I am stubbornly, doggedly, and maybe even a bit irrationally determined to understand what sells on Steam and why. Author and screenwriter of The Princess Bride, Butch Cassidy and the Sundance Kid, and Marathon Man, William Goldman might call an effort like this an impossible task. In his book Adventures in the Screen, he famously said “nobody knows anything” when it comes to predicting success in Hollywood:
And why did Universal, the mightiest studio of all, pass on Star Wars, a decision that just may cost them, when all the sequels and spinoffs and toy money and book money and video-game money are totaled, over a billion dollars? Because nobody, nobody—not now, not ever—knows the least goddam thing about what is or isn’t going to work at the box office.
But clearly Goldman himself knew a thing or two about writing hits. His 17 films grossed a total $655 million worldwide and he racked up 11 awards and 15 nominations including 2 Oscars and 3 Golden Globes.
Even if we admit that some people know something about success, some still view the very attempt to understand the market as counterproductive to real, raw creativity. The market is the apple in the Garden of Eden of creativity. Take one bite and you’ll turn into one of those slithering suits who is forever cursed to design by committee. And for indies who pride themselves on authentic artistic expression, there’s nothing worse than coming across as a calculating suit. In an interview on IGN, game director of Metaphor: ReFantazio and the Persona games, Katsura Hashino said:
“I feel like if you have these super highly polished games that look like they were designed by a bunch of people in a CEO boardroom, that doesn’t really excite me — it doesn’t really interest me”, he admits, bluntly. “But when I see these sorts of games [which reveal a little about the people that made them], it really fills me with the motivation to keep developing,” he says. “That these artists, these creatives, had something they really wanted to say is where I get all of my inspiration from, and the drive to continue to be creative myself.”
I learned as much when my postmortem, Why Our Game Flopped, circulated among a group of indie developers on X earlier this year. Many posters were eager to point out that it was my very attempt at market analysis that was the cause of my commercial failure. One reply said: “This is how you know you're going to fail. Just make a good game and stop worrying about it.” Their advice was: just dream big.
I think they’re dead wrong here. Not “worrying about it” is avoidant and risky. I’d rather take Ambrook founder Mackenzie Burnett’s advice and reframe worry as de-risking. We should use market analysis to our advantage, to ground our wildest dreams.

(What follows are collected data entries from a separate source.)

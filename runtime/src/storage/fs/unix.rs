use crate::Error;
use geoseis_utils::hex;
use std::{fs::File, os::unix::fs::FileExt, sync::Arc};

/// A file-backed blob using positional I/O.
///
/// `pread`/`pwrite` do not move a shared cursor, so clones may read and write
/// disjoint ranges concurrently without a lock.
#[derive(Clone)]
pub struct Blob {
    partition: String,
    name: Vec<u8>,
    file: Arc<File>,
}

impl Blob {
    pub(super) fn new(partition: String, name: &[u8], file: File) -> Self {
        Self {
            partition,
            name: name.into(),
            file: Arc::new(file),
        }
    }
}

impl crate::Blob for Blob {
    fn read_at(&self, buf: &mut [u8], offset: u64) -> Result<(), Error> {
        offset
            .checked_add(buf.len() as u64)
            .ok_or(Error::OffsetOverflow)?;
        self.file.read_exact_at(buf, offset).map_err(|e| match e.kind() {
            std::io::ErrorKind::UnexpectedEof => Error::BlobInsufficientLength,
            _ => Error::ReadFailed,
        })
    }

    fn write_at(&self, buf: &[u8], offset: u64) -> Result<(), Error> {
        offset
            .checked_add(buf.len() as u64)
            .ok_or(Error::OffsetOverflow)?;
        self.file
            .write_all_at(buf, offset)
            .map_err(|_| Error::WriteFailed)
    }

    fn resize(&self, len: u64) -> Result<(), Error> {
        self.file
            .set_len(len)
            .map_err(|e| Error::BlobResizeFailed(self.partition.clone(), hex(&self.name), e))
    }

    fn sync(&self) -> Result<(), Error> {
        self.file
            .sync_all()
            .map_err(|e| Error::BlobSyncFailed(self.partition.clone(), hex(&self.name), e))
    }
}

I’m removing the paywall on my wishlist rundown this week. Every Monday, I highlight three upcoming indie games that have reached a significant number of wishlists on Steam leading up to launch. Paid subscribers get my take on why these games are hyped and why they’re suggestive of larger trends on Steam.
Onto the rundown…
No, I'm not a Human
Estimated wishlists: 715K
Release date: September 15, 2025
Steam page created: 12 months ago
Demo info: Released June 8, 2025 / 956 reviews / 98% positive
WARNING. Stay inside. Lock your doors. Close the blinds. Only let humans in. Eliminate all Visitors. An anxiety horror about paranoia in the End of Times.
No, I’m not a Human feels like a perfect encapsulation of what players are looking for from shorter indie horror games on Steam. An early version of the game was released in August 2024 as a part of the the horror game anthology Violent Horror Stories. YouTuber Jacksepticeye got a hold of it a few months later and called it “one of the best new horror games.” The game clearly had strong appeal even in its early state.
It was signed by prolific bizzarro horror-ish games publisher CRITICAL REFLEX (publisher of Buckshot Roulette) sometime around December 2024. At the time it had amassed around 200K wishlists. The Steam page for the full game had been live for only a couple months. Crazy numbers! The developers, Trioskaz, released an updated demo in June coinciding with Steam Next Fest and it continued to gain visibility from there.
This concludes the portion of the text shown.